What were the basic results?
Researchers said the behavioural tests "tended to show a benefit for calorie-restricted and lower-protein diets, primarily in female mice".
They said mice on calorie-restricted diets showed the best performance, while lower-protein diets "were associated with some trends suggestive of improvement".
They said they found more differences when they looked at gene expression, proteins and dendritic spines (part of the neurone that helps transmit electrical signals).
They found that the calorie-restricted and low-protein diets were linked to different patterns of gene expression, but "there were similarities when specific genes involved with brain ageing were analysed".
A protein associated with nerve repair after injury was more likely to be expressed in mice fed calorie-restricted or low-protein diets.
Dendritic spines, also thought to be important for formation of memory, were denser in the hippocampus region of the brain in mice fed calorie-restricted or 5% protein diets.

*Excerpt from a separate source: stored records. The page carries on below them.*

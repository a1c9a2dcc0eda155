//! Named effect registry and YAML presets.
//!
//! The registry maps effect names to constructors that turn a YAML
//! settings value into a boxed [`Processor`]. A [`Preset`] is a small
//! YAML document naming an effect and its settings:
//!
//! ```yaml
//! effect: keyer
//! settings:
//!   reference_color: [0.1, 0.6, 0.2]
//!   saturation: 0.5
//!   highlights: 2.0
//!   compensate: true
//!   compensation_formula: linear_falloff
//! ```
//!
//! Missing settings fall back to the effect defaults.
//!
//! # Example
//!
//! ```rust
//! use pixfx_core::Format;
//! use pixfx_ops::{Preset, Processor, Registry};
//!
//! let preset = Preset::from_yaml_str("effect: vibrance\nsettings: { vibrance: 2.0 }").unwrap();
//! let processor = preset.build(&Registry::with_builtins(), Format::new(64, 64)).unwrap();
//! assert_eq!(processor.name(), "vibrance");
//! ```

use std::collections::BTreeMap;
use std::fmt;
use std::path::Path;

use pixfx_core::Format;
use serde::{Deserialize, Serialize};
use tracing::debug;

use crate::contrast::Contrast;
use crate::keyer::Keyer;
use crate::radial::{CircularRamp, CircularRays, CircularRings};
use crate::scroll::Scroll;
use crate::toon::Toon;
use crate::vibrance::Vibrance;
use crate::{Effect, OpsError, OpsResult, Processor, RowDriver};

type Constructor = fn(serde_yaml::Value, Format) -> OpsResult<Box<dyn Processor>>;

fn construct<E: Effect>(settings: serde_yaml::Value, format: Format) -> OpsResult<Box<dyn Processor>> {
    let settings: E::Settings = if settings.is_null() {
        E::Settings::default()
    } else {
        serde_yaml::from_value(settings)?
    };
    Ok(Box::new(RowDriver::<E>::new(&settings, format)?))
}

/// Maps effect names to constructors.
#[derive(Clone, Default)]
pub struct Registry {
    entries: BTreeMap<&'static str, Constructor>,
}

impl Registry {
    /// Creates an empty registry.
    pub fn new() -> Self {
        Self::default()
    }

    /// Creates a registry holding every effect of this crate.
    pub fn with_builtins() -> Self {
        let mut registry = Self::new();
        registry.register::<Keyer>();
        registry.register::<Vibrance>();
        registry.register::<Contrast>();
        registry.register::<CircularRamp>();
        registry.register::<CircularRays>();
        registry.register::<CircularRings>();
        registry.register::<Scroll>();
        registry.register::<Toon>();
        registry
    }

    /// Registers `E` under [`Effect::NAME`], replacing any previous entry.
    pub fn register<E: Effect>(&mut self) {
        self.entries.insert(E::NAME, construct::<E>);
    }

    /// Returns `true` if `name` is registered.
    pub fn contains(&self, name: &str) -> bool {
        self.entries.contains_key(name)
    }

    /// Registered names in sorted order.
    pub fn names(&self) -> impl Iterator<Item = &'static str> + '_ {
        self.entries.keys().copied()
    }

    /// Builds a processor for `name` from YAML `settings`.
    ///
    /// A null value uses the effect defaults.
    pub fn create(
        &self,
        name: &str,
        settings: serde_yaml::Value,
        format: Format,
    ) -> OpsResult<Box<dyn Processor>> {
        let ctor = self
            .entries
            .get(name)
            .ok_or_else(|| OpsError::UnknownEffect(name.to_string()))?;
        debug!(effect = name, "creating processor");
        ctor(settings, format)
    }
}

impl fmt::Debug for Registry {
    fn fmt(&self, f: &mut fmt::Formatter<'_>) -> fmt::Result {
        f.debug_set().entries(self.entries.keys()).finish()
    }
}

/// An effect name with its settings.
#[derive(Debug, Clone, PartialEq, Serialize, Deserialize)]
pub struct Preset {
    /// Registry name of the effect.
    pub effect: String,
    /// Effect settings; missing fields use defaults.
    #[serde(default)]
    pub settings: serde_yaml::Value,
}

impl Preset {
    /// Creates a preset from typed settings.
    pub fn new<S: Serialize>(effect: impl Into<String>, settings: &S) -> OpsResult<Self> {
        Ok(Self {
            effect: effect.into(),
            settings: serde_yaml::to_value(settings)?,
        })
    }

    /// Parses a preset from YAML.
    pub fn from_yaml_str(yaml: &str) -> OpsResult<Self> {
        Ok(serde_yaml::from_str(yaml)?)
    }

    /// Loads a preset from a YAML file.
    pub fn from_file(path: impl AsRef<Path>) -> OpsResult<Self> {
        let content = std::fs::read_to_string(path.as_ref())?;
        Self::from_yaml_str(&content)
    }

    /// Serializes the preset to YAML.
    pub fn to_yaml_string(&self) -> OpsResult<String> {
        Ok(serde_yaml::to_string(self)?)
    }

    /// Builds the processor through `registry`.
    pub fn build(&self, registry: &Registry, format: Format) -> OpsResult<Box<dyn Processor>> {
        registry.create(&self.effect, self.settings.clone(), format)
    }
}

How did the researchers interpret the results?
The researchers said: "A very low-protein, high-carbohydrate diet may be a feasible nutritional intervention to delay brain ageing."
The research adds to knowledge about how diet affects the ageing brain in mice, but doesn`t tell us much about how it might affect humans.
The study didn`t look specifically at dementia in mice, but at the effects of different diets on genes, proteins and nerve cells in the brain, as well as some tests of memory.
So this study can`t tell us what diet humans should be eating to prevent dementia.
Apart from the obvious limitation that the study looked at mice, not people, and also didn`t look at dementia, there are a few other things to be aware of.
Brain changes in the mice were measured during the equivalent of late middle age in mice, and we don`t know how they changed over time.
The results from the behavioural tests were inconsistent and small, and most results in male mice weren`t conclusive.
But we know that lifestyle more generally is likely to affect the chances of getting dementia.
Eating a healthy, balanced diet with plenty of vegetables and fruit (which are largely made up of carbohydrates) is one of the things you can do to keep your brain healthy.
Other ways to lower your chances of dementia are not smoking, not drinking too much alcohol, getting plenty of exercise, and keeping blood pressure within recommended limits.
But the main risk factor for dementia is getting older, so there are no guaranteed ways to avoid it.